Shiiiit I think I'm getting sick. probably had something to do with the fact that i shared my mouth with everyone last night.
Wait. That came out far sluttier than I intended.
So how gross is it that Woopie Goldberg has a vagina? She's like the exact opposite of a boner....
some girl that im facebook friends with has H1N1, im scared to even go to her facebook page
Slutapocalypse this thursday. Invite every freshieee you hooked up with this semester to my house. Think of it like a meet n greet for them and battle of the sluts for us.
Just found a 7-11 receipt for new years eve at 1:30 am apparently we felt the need to buy three jars of pickles and a gallon of milk does this ring any bells?
In case you were unaware playing with rabbits on ecstasy is the greatest thing ever. I feel like I'm ODing on adorable right now.
i feel sorry that you can never enjoy the feeling of shaved balls
He called me while he was having sex and asked if I wanted to go get mcdonalds
She just opened a six pack of corona with her car door ... I had no idea she was such a skilled drunk
I had to help you off the toilet floor because you couldn't get up, then you threw your drink on the floor and just said "oh dear" really calmly.

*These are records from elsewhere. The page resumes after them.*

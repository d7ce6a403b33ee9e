//! Stat modifiers carried by item and subclass features

use std::collections::BTreeMap;

use serde::{Deserialize, Serialize};

/// Well-known modifier keys
pub mod stat_keys {
    pub const EVASION: &str = "evasion";
    pub const MAJOR: &str = "major";
    pub const SEVERE: &str = "severe";
}

/// Map of stat name to signed delta
///
/// Keys are stored as written by the catalog author. Lookups are
/// case-insensitive, so `"Evasion"` and `"evasion"` both count toward the
/// same stat.
#[derive(Debug, Clone, Default, PartialEq, Eq, Serialize, Deserialize)]
#[serde(transparent)]
pub struct ModifierMap(BTreeMap<String, i32>);

impl ModifierMap {
    pub fn new() -> Self {
        Self::default()
    }

    pub fn with(mut self, stat: impl Into<String>, delta: i32) -> Self {
        self.0.insert(stat.into(), delta);
        self
    }

    /// Sum of every delta whose key matches `stat` ignoring ASCII case
    pub fn total(&self, stat: &str) -> i32 {
        self.0
            .iter()
            .filter(|(key, _)| key.eq_ignore_ascii_case(stat))
            .map(|(_, delta)| *delta)
            .sum()
    }

    pub fn is_empty(&self) -> bool {
        self.0.is_empty()
    }

    pub fn iter(&self) -> impl Iterator<Item = (&str, i32)> {
        self.0.iter().map(|(k, v)| (k.as_str(), *v))
    }
}

impl<K: Into<String>> FromIterator<(K, i32)> for ModifierMap {
    fn from_iter<T: IntoIterator<Item = (K, i32)>>(iter: T) -> Self {
        Self(iter.into_iter().map(|(k, v)| (k.into(), v)).collect())
    }
}

#[cfg(test)]
mod tests {
    use super::*;

    #[test]
    fn test_total_is_case_insensitive() {
        let modifiers = ModifierMap::new().with("Evasion", 1).with("EVASION", 2);
        assert_eq!(modifiers.total(stat_keys::EVASION), 3);
    }

    #[test]
    fn test_total_of_missing_stat_is_zero() {
        let modifiers = ModifierMap::new().with("agility", 1);
        assert_eq!(modifiers.total(stat_keys::SEVERE), 0);
        assert_eq!(ModifierMap::new().total(stat_keys::MAJOR), 0);
    }

    #[test]
    fn test_deserializes_from_plain_object() {
        let modifiers: ModifierMap = serde_json::from_str(r#"{"severe": 1, "major": -1}"#).unwrap();
        assert_eq!(modifiers.total("severe"), 1);
        assert_eq!(modifiers.total("major"), -1);
    }
}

If she says "This is how acid feels" one more time I'm never trip-sitting them again.
Dude, so the police showed up at my house with my wallet told me they found it in the church fountain then handed me a pamphlet on AA saying it was from the pastor. What happend?
I was dressed in monkey onesie serving people vodka jelly with a spoon...
I did the walk of shame this morning and his mom hugged me in the driveway
I think my dove chocolate wrapper just told me to masturbate.